Débora é casada com o pintor Nilton Cesar dos Santos, que tem cuidado dos filhos enquanto a esposa está presa (foto acima).
Frequentadora da Igreja Adventista do 7º dia, ela é descrita como “mulher cristã, justa, honesta e que sempre defendeu a família” por parentes.
Ela foi denunciada pela Procuradoria-Geral da República (PGR) por tentativa de abolição violenta do Estado Democrático de Direito, golpe de Estado, associação criminosa armada, dano qualificado e deterioração de patrimônio tombado.

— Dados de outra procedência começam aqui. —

//! Order service binary
//!
//! Reads configuration from the environment (see [`orders::config`]), opens
//! the configured store and serves the REST API until SIGTERM or Ctrl+C.

use anyhow::Result;
use orders::config::ServiceConfig;
use orders::server::ServerBuilder;
use orders::telemetry;

#[tokio::main]
async fn main() -> Result<()> {
    let config = ServiceConfig::load()?;
    telemetry::init(&config.log_level);

    tracing::info!(
        "Starting {} v{}",
        env!("CARGO_PKG_NAME"),
        env!("CARGO_PKG_VERSION")
    );

    ServerBuilder::new()
        .with_store_from_config(&config.storage)
        .await?
        .serve(&config.bind_addr())
        .await
}
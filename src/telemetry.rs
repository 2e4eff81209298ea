//! Tracing subscriber setup

use tracing_subscriber::EnvFilter;

/// Install the global `tracing` subscriber
///
/// `RUST_LOG` wins when set; otherwise `default_filter` (usually
/// `ServiceConfig::log_level`) is used. Calling this more than once is a
/// no-op, which keeps tests that build several servers quiet.
pub fn init(default_filter: &str) {
    let filter =
        EnvFilter::try_from_default_env().unwrap_or_else(|_| EnvFilter::new(default_filter));

    let _ = tracing_subscriber::fmt()
        .with_env_filter(filter)
        .with_target(false)
        .try_init();
}
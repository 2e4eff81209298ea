//! Axum extractors for order requests
//!
//! Both extractors reject with [`OrderError`] so that every failure a client
//! sees has the same `{ message, errors }` shape.

use super::error::OrderError;
use super::order::{OrderId, OrderPayload};
use axum::Json;
use axum::extract::{FromRequest, FromRequestParts, Path, Request};
use axum::http::request::Parts;

/// Order id taken from the `{id}` path segment
#[derive(Debug, Clone, Copy)]
pub struct OrderIdPath(pub OrderId);

impl<S> FromRequestParts<S> for OrderIdPath
where
    S: Send + Sync,
{
    type Rejection = OrderError;

    async fn from_request_parts(parts: &mut Parts, state: &S) -> Result<Self, Self::Rejection> {
        let Path(raw): Path<String> = Path::from_request_parts(parts, state)
            .await
            .map_err(|e| OrderError::InvalidId(e.body_text()))?;

        raw.parse::<OrderId>()
            .map(OrderIdPath)
            .map_err(|_| OrderError::InvalidId(raw))
    }
}

/// Order payload taken from a JSON request body
///
/// Syntax errors, wrong field types and a missing JSON content type all
/// become [`OrderError::MalformedBody`]. Missing fields do not: they are left
/// for validation to report.
#[derive(Debug, Clone)]
pub struct OrderJson(pub OrderPayload);

impl<S> FromRequest<S> for OrderJson
where
    S: Send + Sync,
{
    type Rejection = OrderError;

    async fn from_request(req: Request, state: &S) -> Result<Self, Self::Rejection> {
        let Json(payload) = Json::<OrderPayload>::from_request(req, state)
            .await
            .map_err(|e| OrderError::MalformedBody(e.body_text()))?;

        Ok(OrderJson(payload))
    }
}
//! Persistence contract the dispatcher relies on

use super::order::{Order, OrderId, OrderRecord};
use anyhow::Result;
use async_trait::async_trait;

/// Store trait for orders
///
/// Implementations provide persistence for a single `orders` collection.
/// The dispatcher is agnostic to the underlying storage mechanism; any
/// failure is returned as an error and reported to the client as an
/// internal error.
#[async_trait]
pub trait OrderStore: Send + Sync {
    /// Persist a record
    ///
    /// Without an id the record is inserted under a fresh, unique id. With an
    /// id the row for that id is written. The returned order always has its
    /// id set.
    async fn save(&self, record: OrderRecord) -> Result<Order>;

    /// Replace the row of an existing order
    ///
    /// Returns `None` when no row has `order.id`; nothing is written then.
    async fn update(&self, order: Order) -> Result<Option<Order>>;

    /// Get an order by ID
    async fn find_by_id(&self, id: OrderId) -> Result<Option<Order>>;

    /// List all orders
    async fn find_all(&self) -> Result<Vec<Order>>;

    /// Check whether an order exists
    async fn exists_by_id(&self, id: OrderId) -> Result<bool>;

    /// Delete an order
    ///
    /// Fails if no order has this id; callers check existence first.
    async fn delete_by_id(&self, id: OrderId) -> Result<()>;
}
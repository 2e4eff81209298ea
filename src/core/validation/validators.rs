//! Reusable field validators
//!
//! Each validator is a predicate over an optional field value that returns
//! `true` when the value passes. Rules in [`super::rules`] combine them with
//! a field name and a message.

/// Validator: value is present
pub fn present<T>(value: Option<&T>) -> bool {
    value.is_some()
}

/// Validator: string is present and has at least one character
pub fn not_empty(value: Option<&str>) -> bool {
    value.is_some_and(|s| !s.is_empty())
}

/// Validator: string is present and has at least one non-whitespace character
pub fn not_blank(value: Option<&str>) -> bool {
    value.is_some_and(|s| !s.trim().is_empty())
}

/// Validator: number is absent or strictly greater than zero
///
/// Absence is left to [`present`]. NaN is not positive.
pub fn positive(value: Option<f64>) -> bool {
    value.is_none_or(|n| n > 0.0)
}
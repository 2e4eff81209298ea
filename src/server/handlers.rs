//! Order HTTP handlers
//!
//! Thin wrappers that hand extracted input to the [`OrderDispatcher`] and
//! pick the success status. Failures render through `OrderError`.

use super::dispatcher::OrderDispatcher;
use crate::core::{Order, OrderError, OrderIdPath, OrderJson};
use axum::{extract::State, http::StatusCode, response::Json};

pub async fn list_orders(
    State(dispatcher): State<OrderDispatcher>,
) -> Result<Json<Vec<Order>>, OrderError> {
    dispatcher.list().await.map(Json)
}

pub async fn get_order(
    State(dispatcher): State<OrderDispatcher>,
    OrderIdPath(id): OrderIdPath,
) -> Result<Json<Order>, OrderError> {
    dispatcher.get(id).await.map(Json)
}

pub async fn create_order(
    State(dispatcher): State<OrderDispatcher>,
    OrderJson(payload): OrderJson,
) -> Result<(StatusCode, Json<Order>), OrderError> {
    let order = dispatcher.create(payload).await?;
    Ok((StatusCode::CREATED, Json(order)))
}

pub async fn update_order(
    State(dispatcher): State<OrderDispatcher>,
    OrderIdPath(id): OrderIdPath,
    OrderJson(payload): OrderJson,
) -> Result<Json<Order>, OrderError> {
    dispatcher.update(id, payload).await.map(Json)
}

pub async fn delete_order(
    State(dispatcher): State<OrderDispatcher>,
    OrderIdPath(id): OrderIdPath,
) -> Result<&'static str, OrderError> {
    dispatcher.delete(id).await
}
//! The Order entity and the candidate payload clients submit

use chrono::NaiveDate;
use serde::{Deserialize, Serialize};
use std::fmt;
use std::str::FromStr;

/// Store-assigned identifier of an order
#[derive(Debug, Clone, Copy, PartialEq, Eq, PartialOrd, Ord, Hash, Serialize, Deserialize)]
#[serde(transparent)]
pub struct OrderId(pub i64);

impl OrderId {
    pub fn get(self) -> i64 {
        self.0
    }
}

impl fmt::Display for OrderId {
    fn fmt(&self, f: &mut fmt::Formatter<'_>) -> fmt::Result {
        write!(f, "{}", self.0)
    }
}

impl FromStr for OrderId {
    type Err = std::num::ParseIntError;

    fn from_str(s: &str) -> Result<Self, Self::Err> {
        s.parse::<i64>().map(OrderId)
    }
}

impl From<i64> for OrderId {
    fn from(id: i64) -> Self {
        OrderId(id)
    }
}

/// A persisted order
///
/// Every field is guaranteed present: an `Order` only comes out of a store.
#[derive(Debug, Clone, PartialEq, Serialize, Deserialize)]
#[serde(rename_all = "camelCase")]
pub struct Order {
    pub id: OrderId,
    pub customer_name: String,
    pub order_date: NaiveDate,
    pub shipping_address: String,
    pub total: f64,
}

impl Order {
    /// Replace the client-editable fields, leaving `id` and `order_date` alone
    pub fn apply(&mut self, fields: ValidFields) {
        self.customer_name = fields.customer_name;
        self.shipping_address = fields.shipping_address;
        self.total = fields.total;
    }

    /// Turn the order back into a record addressed at its own id
    pub fn into_record(self) -> OrderRecord {
        OrderRecord {
            id: Some(self.id),
            customer_name: self.customer_name,
            order_date: self.order_date,
            shipping_address: self.shipping_address,
            total: self.total,
        }
    }
}

/// What a store is asked to persist
///
/// `id: None` means insert with a fresh id; `Some` means write that row.
#[derive(Debug, Clone, PartialEq)]
pub struct OrderRecord {
    pub id: Option<OrderId>,
    pub customer_name: String,
    pub order_date: NaiveDate,
    pub shipping_address: String,
    pub total: f64,
}

impl OrderRecord {
    /// Attach the id a store assigned
    pub fn with_id(self, id: OrderId) -> Order {
        Order {
            id,
            customer_name: self.customer_name,
            order_date: self.order_date,
            shipping_address: self.shipping_address,
            total: self.total,
        }
    }
}

/// Candidate order as sent by a client
///
/// Every field is optional so a missing value surfaces as a validation
/// violation rather than a deserialization failure.
#[derive(Debug, Clone, Default, PartialEq, Serialize, Deserialize)]
#[serde(rename_all = "camelCase")]
pub struct OrderPayload {
    /// Ignored: ids are assigned by the store
    #[serde(default, skip_serializing_if = "Option::is_none")]
    pub id: Option<OrderId>,
    #[serde(default, skip_serializing_if = "Option::is_none")]
    pub customer_name: Option<String>,
    #[serde(default, skip_serializing_if = "Option::is_none")]
    pub order_date: Option<NaiveDate>,
    #[serde(default, skip_serializing_if = "Option::is_none")]
    pub shipping_address: Option<String>,
    #[serde(default, skip_serializing_if = "Option::is_none")]
    pub total: Option<f64>,
}

impl OrderPayload {
    pub fn new(
        customer_name: impl Into<String>,
        shipping_address: impl Into<String>,
        total: f64,
    ) -> Self {
        Self {
            customer_name: Some(customer_name.into()),
            shipping_address: Some(shipping_address.into()),
            total: Some(total),
            ..Self::default()
        }
    }

    pub fn with_order_date(mut self, date: NaiveDate) -> Self {
        self.order_date = Some(date);
        self
    }

    /// Extract the editable fields once validation has passed
    ///
    /// Returns `None` if any of them is missing, which validation rules out.
    pub fn valid_fields(&self) -> Option<ValidFields> {
        Some(ValidFields {
            customer_name: self.customer_name.clone()?,
            shipping_address: self.shipping_address.clone()?,
            total: self.total?,
        })
    }
}

/// The client-editable fields of an order, known to be present
#[derive(Debug, Clone, PartialEq)]
pub struct ValidFields {
    pub customer_name: String,
    pub shipping_address: String,
    pub total: f64,
}

impl ValidFields {
    pub fn into_record(self, order_date: NaiveDate) -> OrderRecord {
        OrderRecord {
            id: None,
            customer_name: self.customer_name,
            order_date,
            shipping_address: self.shipping_address,
            total: self.total,
        }
    }
}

O julgamento de Débora começou ontem (21) no plenário virtual da Corte e Alexandre de Moraes votou para condená-la a 14 anos de prisão. Neste sábado, Flávio Dino seguiu o voto do relator.
Caminho do crime
Apesar de tentar passar uma imagem de injustiçada, de perseguida, Débora aparentemente não teve atitudes cristãs quando deixou seus filhos pequenos para participar dos atos golpistas de 8 de janeiro.
Na linguagem do Direito Penal, existe um conceito-chave: iter criminis — o “caminho do crime”.
Ele descreve a progressão entre a ideia criminosa e a concretização, passando por etapas como cogitação, preparação, execução e, se consumado, o resultado final.
No caso de Débora, o gesto com o batom foi apenas o último passo de um trajeto longo, consciente e articulado, como detalhado no voto do ministro Alexandre de Moraes.
Segundo o relator, Débora aderiu, desde o final das eleições de 2022, a movimentos que negavam a legitimidade do processo eleitoral.